Cette « cité-état » est entièrement centrée sur la mode, et rien n’y est plus important que la façon de se vêtir, si possible avec des habits aux matériaux coûteux et à la coupe improbable et osée. En se mettant au service d’un étranger qui vient d’arriver (et apprend l’importance des vêtements qu’il va commander), le trio découvre les turpitudes qui agitent les plus hautes sphères du royaume : le prince, avide de pouvoir, s’apprête à écarter son père et sa soeur de la plus violente des façons, pour accéder au trône…
Dans Peste, le parti pris de Gauvain Manhattan est ambitieux et radical. D’abord narrativement, avec une intrigue dense, complexe, où le lecteur se perd parfois. Il y mêle des thèmes originaux (la chasse, l’écologie, la mode), dans un décor familier des amateurs de fantasy — ou de contes de fée. Ses héros et héroïnes sont atypiques, tantôt mouvants, tantôt attachants, jamais où on les attend. Son usage de l’écriture inclusive, au début particulièrement lourd, finit (à la force des 250 pages…) par gagner qui le lit, d’autant qu’il vient cimenter un propos assez féministe.

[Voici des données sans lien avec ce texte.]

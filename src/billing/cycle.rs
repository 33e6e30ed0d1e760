use chrono::{Duration, NaiveDate, NaiveDateTime};
use serde::Serialize;
use utoipa::ToSchema;

use crate::model::attendance::AttendanceRecord;

pub const CYCLE_LENGTH_DAYS: i64 = 30;

/// The 30-day window `today` falls in, counted from the anchor date.
#[derive(Debug, Clone, Copy, PartialEq, Eq, Serialize, ToSchema)]
pub struct BillingCycle {
    /// Earliest attendance date of the member
    #[schema(example = "2026-01-01", format = "date", value_type = String)]
    pub anchor_date: NaiveDate,
    /// Number of whole cycles elapsed since the anchor, never negative
    #[schema(example = 1)]
    pub cycle_index: i64,
    #[schema(example = "2026-01-31", format = "date", value_type = String)]
    pub window_start: NaiveDate,
    /// Exclusive
    #[schema(example = "2026-03-02", format = "date", value_type = String)]
    pub window_end: NaiveDate,
}

impl BillingCycle {
    /// A `today` before the anchor is treated as the anchor day itself.
    pub fn for_anchor(anchor_date: NaiveDate, today: NaiveDate) -> Self {
        let days_since_anchor = (today - anchor_date).num_days().max(0);
        let cycle_index = days_since_anchor / CYCLE_LENGTH_DAYS;
        let window_start = anchor_date + Duration::days(cycle_index * CYCLE_LENGTH_DAYS);

        Self {
            anchor_date,
            cycle_index,
            window_start,
            window_end: window_start + Duration::days(CYCLE_LENGTH_DAYS),
        }
    }

    pub fn contains(&self, date: NaiveDate) -> bool {
        self.window_start <= date && date < self.window_end
    }
}

/// Attendance falling inside the current cycle.
///
/// `cycle` is `None` when there is nothing to anchor on yet, in which case
/// `records` is empty too.
#[derive(Debug, Clone, PartialEq)]
pub struct CycleAttendance<'a> {
    pub cycle: Option<BillingCycle>,
    pub records: Vec<&'a AttendanceRecord>,
}

impl CycleAttendance<'_> {
    pub fn empty() -> Self {
        Self {
            cycle: None,
            records: Vec::new(),
        }
    }

    pub fn count(&self) -> usize {
        self.records.len()
    }
}

/// Earliest usable event date; records without one are ignored.
pub fn anchor_date(records: &[AttendanceRecord]) -> Option<NaiveDate> {
    records.iter().filter_map(AttendanceRecord::event_date).min()
}

pub fn compute_current_cycle_attendance(
    records: &[AttendanceRecord],
    now: NaiveDateTime,
) -> CycleAttendance<'_> {
    match anchor_date(records) {
        Some(anchor) => attendance_in_cycle(records, BillingCycle::for_anchor(anchor, now.date())),
        None => CycleAttendance::empty(),
    }
}

/// Keeps the records whose event date lies in `cycle`, in input order.
pub fn attendance_in_cycle(records: &[AttendanceRecord], cycle: BillingCycle) -> CycleAttendance<'_> {
    let records = records
        .iter()
        .filter(|r| r.event_date().is_some_and(|d| cycle.contains(d)))
        .collect();

    CycleAttendance {
        cycle: Some(cycle),
        records,
    }
}

#[cfg(test)]
mod tests {
    use super::*;

    fn day(y: i32, m: u32, d: u32) -> NaiveDate {
        NaiveDate::from_ymd_opt(y, m, d).unwrap()
    }

    fn at(date: NaiveDate, hour: u32) -> NaiveDateTime {
        date.and_hms_opt(hour, 0, 0).unwrap()
    }

    fn record(id: u64, date: &str) -> AttendanceRecord {
        AttendanceRecord {
            id,
            user_id: 7,
            user_email: "asha@hostel.in".into(),
            date: Some(date.to_string()),
            marked_at: None,
            qr_id: None,
            meal_type: "general".into(),
        }
    }

    #[test]
    fn first_day_opens_cycle_zero() {
        let records = vec![record(1, "2024-01-01")];
        let result = compute_current_cycle_attendance(&records, at(day(2024, 1, 1), 9));

        let cycle = result.cycle.unwrap();
        assert_eq!(cycle.anchor_date, day(2024, 1, 1));
        assert_eq!(cycle.cycle_index, 0);
        assert_eq!(cycle.window_start, day(2024, 1, 1));
        assert_eq!(cycle.window_end, day(2024, 1, 31));
        assert_eq!(result.records, vec![&records[0]]);
    }

    #[test]
    fn second_cycle_drops_first_cycle_records() {
        let records = vec![record(1, "2024-01-01"), record(2, "2024-02-05")];
        let result = compute_current_cycle_attendance(&records, at(day(2024, 2, 5), 20));

        let cycle = result.cycle.unwrap();
        assert_eq!(cycle.cycle_index, 1);
        assert_eq!(cycle.window_start, day(2024, 1, 31));
        assert_eq!(cycle.window_end, day(2024, 3, 1));
        assert_eq!(result.records, vec![&records[1]]);
    }

    #[test]
    fn empty_input_has_no_cycle() {
        for now in [at(day(2024, 1, 1), 0), at(day(1999, 12, 31), 23)] {
            let result = compute_current_cycle_attendance(&[], now);
            assert_eq!(result, CycleAttendance::empty());
            assert_eq!(result.count(), 0);
        }
    }

    #[test]
    fn only_malformed_records_behaves_like_empty() {
        let mut broken = record(1, "not-a-date");
        broken.marked_at = None;
        let records = vec![broken];
        let result = compute_current_cycle_attendance(&records, at(day(2024, 1, 1), 0));
        assert_eq!(result, CycleAttendance::empty());
    }

    #[test]
    fn malformed_records_neither_anchor_nor_count() {
        let records = vec![
            record(1, "2023-12-01"),
            record(2, "garbage"),
            record(3, "2024-01-10"),
        ];
        let result = compute_current_cycle_attendance(&records, at(day(2024, 1, 10), 12));
        let cycle = result.cycle.unwrap();
        assert_eq!(cycle.anchor_date, day(2023, 12, 1));
        assert_eq!(cycle.window_start, day(2023, 12, 31));
        assert_eq!(result.records, vec![&records[2]]);
    }

    #[test]
    fn now_before_anchor_clamps_to_cycle_zero() {
        let records = vec![record(1, "2024-05-10")];
        let result = compute_current_cycle_attendance(&records, at(day(2024, 5, 1), 8));
        let cycle = result.cycle.unwrap();
        assert_eq!(cycle.cycle_index, 0);
        assert_eq!(cycle.window_start, day(2024, 5, 10));
        assert_eq!(cycle.window_end, day(2024, 6, 9));
        assert_eq!(result.count(), 1);
    }

    #[test]
    fn rollover_happens_on_day_thirty() {
        let records = vec![record(1, "2024-01-01")];
        let last = compute_current_cycle_attendance(&records, at(day(2024, 1, 30), 23));
        assert_eq!(last.cycle.unwrap().cycle_index, 0);
        assert_eq!(last.count(), 1);

        let next = compute_current_cycle_attendance(&records, at(day(2024, 1, 31), 0));
        assert_eq!(next.cycle.unwrap().cycle_index, 1);
        assert_eq!(next.count(), 0);
    }

    #[test]
    fn time_of_day_does_not_matter() {
        let records = vec![record(1, "2024-01-01")];
        let morning = compute_current_cycle_attendance(&records, at(day(2024, 3, 1), 0));
        let night = compute_current_cycle_attendance(&records, at(day(2024, 3, 1), 23));
        assert_eq!(morning, night);
    }

    #[test]
    fn timestamp_fallback_dates_are_used() {
        let mut r = record(1, "");
        r.date = None;
        r.marked_at = Some(at(day(2024, 2, 2), 13));
        let records = vec![r];
        let result = compute_current_cycle_attendance(&records, at(day(2024, 2, 3), 9));
        assert_eq!(result.cycle.unwrap().anchor_date, day(2024, 2, 2));
        assert_eq!(result.count(), 1);
    }

    #[test]
    fn window_always_contains_today_and_only_in_window_records() {
        let anchor = day(2023, 11, 17);
        let records: Vec<_> = (0..200)
            .step_by(3)
            .map(|offset| {
                let d = anchor + Duration::days(offset);
                record(offset as u64, &d.format("%Y-%m-%d").to_string())
            })
            .collect();

        for offset in 0..400 {
            let today = anchor + Duration::days(offset);
            let result = compute_current_cycle_attendance(&records, at(today, 10));
            let cycle = result.cycle.unwrap();

            assert!(cycle.window_start <= today && today < cycle.window_end);
            assert_eq!((cycle.window_end - cycle.window_start).num_days(), CYCLE_LENGTH_DAYS);
            for r in &result.records {
                assert!(cycle.contains(r.event_date().unwrap()));
            }
            let expected = records
                .iter()
                .filter(|r| cycle.contains(r.event_date().unwrap()))
                .count();
            assert_eq!(result.count(), expected);
        }
    }

    #[test]
    fn repeated_calls_agree() {
        let records = vec![record(1, "2024-01-03"), record(2, "2024-02-14")];
        let now = at(day(2024, 2, 20), 18);
        assert_eq!(
            compute_current_cycle_attendance(&records, now),
            compute_current_cycle_attendance(&records, now)
        );
    }

    #[test]
    fn later_records_never_move_the_anchor() {
        let mut records = vec![record(1, "2024-01-05"), record(2, "2024-01-09")];
        let now = at(day(2024, 3, 1), 12);
        let before = compute_current_cycle_attendance(&records, now).cycle.unwrap();

        records.push(record(3, "2024-02-20"));
        let after = compute_current_cycle_attendance(&records, now).cycle.unwrap();
        assert_eq!(before.anchor_date, after.anchor_date);

        records.push(record(4, "2024-01-02"));
        let earlier = compute_current_cycle_attendance(&records, now).cycle.unwrap();
        assert_eq!(earlier.anchor_date, day(2024, 1, 2));
    }

    #[test]
    fn unordered_input_finds_the_earliest_anchor() {
        let records = vec![
            record(1, "2024-02-01"),
            record(2, "2024-01-15"),
            record(3, "2024-01-20"),
        ];
        assert_eq!(anchor_date(&records), Some(day(2024, 1, 15)));
    }

    #[test]
    fn same_day_duplicates_are_all_counted() {
        let records = vec![record(1, "2024-01-02"), record(2, "2024-01-02")];
        let result = compute_current_cycle_attendance(&records, at(day(2024, 1, 2), 12));
        assert_eq!(result.count(), 2);
    }
}
//! Position evaluation and one-ply move ranking.

use std::cmp::Ordering;

use chess_core::{to_uci, Color, Move, Position};
use serde::{Deserialize, Serialize};
use tracing::debug;

use crate::error::{EvalError, Result};
use crate::features::encode;
use crate::model::{AnyModel, Mode, ScoringModel};
use crate::training;

/// Scores with an absolute value below this are reported as equal.
pub const ADVANTAGE_THRESHOLD: f32 = 0.1;

/// A legal move and its score from the mover's point of view.
#[derive(Debug, Clone, Copy, PartialEq)]
pub struct MoveCandidate {
    pub mv: Move,
    pub score: f32,
}

#[derive(Debug, Clone, Copy, PartialEq, Eq, Serialize, Deserialize)]
#[serde(rename_all = "lowercase")]
pub enum Side {
    White,
    Black,
    Equal,
}

/// Who is ahead, and by how much (0 to 1).
#[derive(Debug, Clone, Copy, PartialEq, Serialize, Deserialize)]
pub struct Advantage {
    pub side: Side,
    pub magnitude: f32,
}

impl Advantage {
    pub fn from_score(score: f32) -> Self {
        if score.abs() < ADVANTAGE_THRESHOLD {
            Advantage {
                side: Side::Equal,
                magnitude: 0.0,
            }
        } else if score > 0.0 {
            Advantage {
                side: Side::White,
                magnitude: score,
            }
        } else {
            Advantage {
                side: Side::Black,
                magnitude: score.abs(),
            }
        }
    }
}

/// Answers evaluation queries with an owned scoring model.
///
/// Every query switches the model to inference mode first, so a model left
/// in training mode by a previous update never leaks dropout or statistics
/// updates into an evaluation.
pub struct Evaluator<M = AnyModel> {
    model: M,
}

impl<M: ScoringModel> Evaluator<M> {
    pub fn new(model: M) -> Self {
        Self { model }
    }

    pub fn model(&self) -> &M {
        &self.model
    }

    pub fn model_mut(&mut self) -> &mut M {
        &mut self.model
    }

    pub fn into_model(self) -> M {
        self.model
    }

    /// Raw score of a position: positive favours White, whoever is to move.
    pub fn evaluate_position(&mut self, pos: &Position) -> Result<f32> {
        let features = encode(pos);
        self.model.set_mode(Mode::Inference);
        self.model.forward(&features)
    }

    /// Score after playing `mv`, from the perspective of the side that plays it.
    pub fn evaluate_move(&mut self, pos: &Position, mv: Move) -> Result<f32> {
        let next = pos.play(mv).map_err(|_| EvalError::InvalidMove {
            mv: to_uci(pos, mv),
            fen: pos.fen(),
        })?;
        let score = self.evaluate_position(&next)?;
        Ok(match pos.side_to_move() {
            Color::White => score,
            Color::Black => -score,
        })
    }

    /// Every legal move with its score, in generation order.
    pub(crate) fn score_moves(&mut self, pos: &Position) -> Result<Vec<MoveCandidate>> {
        let moves = pos.legal_moves();
        let mut out = Vec::with_capacity(moves.len());
        for mv in moves {
            let score = self.evaluate_move(pos, mv)?;
            out.push(MoveCandidate { mv, score });
        }
        Ok(out)
    }

    /// The `top_n` best moves for the side to move, best first.
    ///
    /// Equal scores keep generation order. A position without legal moves
    /// yields an empty list.
    pub fn find_best_moves(&mut self, pos: &Position, top_n: usize) -> Result<Vec<MoveCandidate>> {
        let ranked = best_of(self.score_moves(pos)?, top_n);
        if let Some(best) = ranked.first() {
            debug!(best = %to_uci(pos, best.mv), score = best.score, "ranked moves");
        }
        Ok(ranked)
    }

    /// The move that is worst for the side to move.
    ///
    /// Ties go to the earliest generated move.
    pub fn find_worst_move(&mut self, pos: &Position) -> Result<MoveCandidate> {
        worst_of(&self.score_moves(pos)?).ok_or_else(|| EvalError::NoLegalMoves { fen: pos.fen() })
    }

    pub fn position_advantage(&mut self, pos: &Position) -> Result<Advantage> {
        Ok(Advantage::from_score(self.evaluate_position(pos)?))
    }

    /// One training step on a single labelled position. See
    /// [`training::train_on_example`].
    pub fn train_on_example(
        &mut self,
        pos: &Position,
        target: f32,
        batch_size: Option<usize>,
    ) -> Result<f32> {
        training::train_on_example(&mut self.model, pos, target, batch_size)
    }
}

/// Sorts scored moves best first and keeps `top_n` of them.
pub(crate) fn best_of(mut scored: Vec<MoveCandidate>, top_n: usize) -> Vec<MoveCandidate> {
    // Stable sort: ties stay in generation order.
    scored.sort_by(|a, b| b.score.total_cmp(&a.score));
    scored.truncate(top_n);
    scored
}

/// Lowest-scored move, earliest generated on ties. `None` when empty.
pub(crate) fn worst_of(scored: &[MoveCandidate]) -> Option<MoveCandidate> {
    scored.iter().copied().reduce(|worst, cand| {
        if cand.score.total_cmp(&worst.score) == Ordering::Less {
            cand
        } else {
            worst
        }
    })
}

#[cfg(test)]
#[path = "evaluator_tests.rs"]
mod tests;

Il épate par son graphisme tranché : un noir et blanc sobre, auquel il ajoute, de façon dosée, des dégradés de rouge. Parfois fouillis, son trait et son découpage ne manquent toutefois pas de dynamisme. Les animaux sont admirablement dépeints, et les défilés de mode, très « civilisés », viennent comme contrepoint à des scènes sauvages. Si cette Peste ne manque pas d’imperfections, elle marque formidablement par sa verve et son audace.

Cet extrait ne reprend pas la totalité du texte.